Hoje, no Brasil, a geração e disseminação da cultura da sustentabilidade pela indústria da construção devem ser espontâneas até certo ponto, porque passa pela conscientização dos agentes de que a mudança é importante. Há práticas passíveis de alteração na indústria de materiais. Outras, podem mudar sem impacto significativo em custo, via Código de Obras, que hoje impede algumas ações que poderiam ser negociadas. A construção civil não é contra a alteração da legislação, mas contra processos arbitrários.

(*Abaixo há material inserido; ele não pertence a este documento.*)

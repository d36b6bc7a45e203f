#![allow(rustdoc::broken_intra_doc_links)]
//! # Smart Chatbot — Intent Matching por Embeddings
//!
//! **Ponto de entrada principal** da aplicação.
//!
//! O chatbot compara cada mensagem do usuário com frases de exemplo de um
//! catálogo fixo de intents, usando similaridade de sentence embeddings, e
//! responde com uma resposta pré-escrita — ou com o fallback, quando nada
//! supera o threshold.
//!
//! ## Fluxo de Inicialização
//!
//! ```text
//! main()
//!   ├── Configura tracing/logging
//!   ├── Carrega config.toml (ou defaults)
//!   ├── Carrega e valida intents.json        ← falha = fatal
//!   ├── Abre o CSV de não reconhecidas (cabeçalho)
//!   ├── spawn_blocking:
//!   │     ├── Carrega MiniLM via HuggingFace Hub ← falha = fatal
//!   │     └── Embedda todos os patterns (uma vez)
//!   ├── Monta AppState e Router
//!   └── Inicia servidor TCP
//! ```
//!
//! Ao contrário de um carregamento em background, nada é servido antes do
//! modelo estar pronto: sem modelo não existe modo degradado.
//!
//! ## Exemplo de Uso
//!
//! ```bash
//! # Executar com logs padrão (info)
//! cargo run
//!
//! # Executar com logs detalhados (score de cada turno)
//! RUST_LOG=debug cargo run
//!
//! # Outro arquivo de configuração
//! INTENT_CHAT_CONFIG=/etc/chatbot.toml cargo run
//! ```

/// Módulo `chatbot` — um turno completo: encode → match → threshold → resposta.
mod chatbot;

/// Módulo `config` — configuração TOML com defaults.
mod config;

/// Módulo `core` — intents, catálogo, sessões, similaridade.
mod core;

/// Módulo `metrics` — linha de métricas exibida após cada turno.
mod metrics;

/// Módulo `nlu` — encoder, tabela de patterns, política de threshold.
mod nlu;

/// Módulo `responder` — sorteio de respostas com RNG semeável.
mod responder;

/// Módulo `unmatched_log` — CSV append-only de mensagens não reconhecidas.
mod unmatched_log;

/// Módulo `web` — servidor axum, handlers HTTP e templates.
mod web;

use std::sync::Arc;
use std::time::Duration;

use anyhow::{Context, Result};
use tracing_subscriber::EnvFilter;

use crate::chatbot::Chatbot;
use crate::core::IntentCatalog;
use crate::nlu::embedder::Embedder;
use crate::unmatched_log::UnmatchedLog;
use crate::web::state::AppState;

#[tokio::main]
async fn main() -> Result<()> {
    // RUST_LOG controla o nível; padrão info
    tracing_subscriber::fmt()
        .with_env_filter(
            EnvFilter::try_from_default_env().unwrap_or_else(|_| EnvFilter::new("info")),
        )
        .init();

    tracing::info!("💬 Smart Chatbot — Starting...");

    if let Err(e) = run().await {
        tracing::error!(error = format!("{:#}", e), "Startup failed");
        return Err(e);
    }
    Ok(())
}

async fn run() -> Result<()> {
    let config_path = config::config_path();
    let cfg = config::load_from(&config_path)?;

    let catalog = Arc::new(IntentCatalog::load(&cfg.intents_path)?);
    tracing::info!(
        intents = catalog.len(),
        patterns = catalog.pattern_count(),
        path = %cfg.intents_path.display(),
        "Intent catalog loaded"
    );

    let unmatched = UnmatchedLog::open(&cfg.unmatched_log_path)?;
    tracing::info!(path = %unmatched.path().display(), "Unmatched-input log ready");

    // Modelo + embeddings dos patterns: CPU-bound, fora do runtime async
    let model_id = cfg.model_id.clone();
    let rng_seed = cfg.rng_seed;
    let chatbot = tokio::task::spawn_blocking(move || -> Result<Chatbot> {
        let embedder = Embedder::load(&model_id)?;
        Chatbot::new(catalog, Arc::new(embedder), unmatched, rng_seed)
    })
    .await
    .context("Model loading task panicked")??;

    let state = AppState::new(
        Arc::new(chatbot),
        cfg.threshold,
        Duration::from_secs(cfg.session_ttl_secs),
    );
    let app = web::create_router(state);

    let listener = tokio::net::TcpListener::bind(&cfg.bind_addr)
        .await
        .with_context(|| format!("Failed to bind {}", cfg.bind_addr))?;
    tracing::info!(
        addr = %cfg.bind_addr,
        threshold = cfg.threshold.default,
        "✅ Server running"
    );

    axum::serve(listener, app).await?;
    Ok(())
}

Lei é necessária, mas não é a solução. E o processo só vai funcionar se for bem conduzido. No caso da energia solar para residência, uma lei sozinha não resolve, até porque 70% das casas talvez sejam ilegais - ou seja, nunca receberão um fiscal da prefeitura para verificar e, se receberem, este poderá ser "convencido" a não multar. Hoje, já se encontra à venda nas lojas de material de construção o "kit lei de energia solar", um produto de péssima qualidade. Só deverá ser criada uma lei para residências quando os equipamentos apresentarem melhor tecnologia e desempenho, mais qualidade, e quando se fizer uma campanha de educação. Para construir esse processo nos mais variados segmentos da construção civil, o Conselho Brasileiro de Construção Sustentável propõe uma metodologia, veja abaixo:

METODOLOGIA - PROCESSOS PROPOSTOS

· Combate à informalidade no mercado. Políticas públicas ou setoriais só serão efetivas quando a informalidade estiver sob controle;

· Desenvolvimento da agenda socioambiental do subsetor ou setor, identificando pontos a serem atacados no curto, médio e longo prazo. Com uma agenda serão estabelecidas as prioridades, evitando a criação de obrigatoriedades, dificultando o ajuste;

· Seleção de meta prioritária e identificação das possibilidades de sucesso. Cotejar as implicações econômicas de cada medida para os diferentes agentes, inclusive usuários. E compará-las com os benefícios socioambientais a menor custo;

· Desenvolvimento tecnológico sistêmico da solução e sua integração com os demais subsistemas da construção, uso, operação e manutenção. Adequação às diferentes realidades socioambientais e econômicas do País;

· Consolidado o desenvolvimento, negociação setorial envolvendo todos os intervenientes de um cronograma de implantação, atribuindo metas e prazos para todos os participantes;

· Acompanhamento sistemático do mercado para combater a não-conformidade;

· Educação ambiental dos usuários da tecnologia.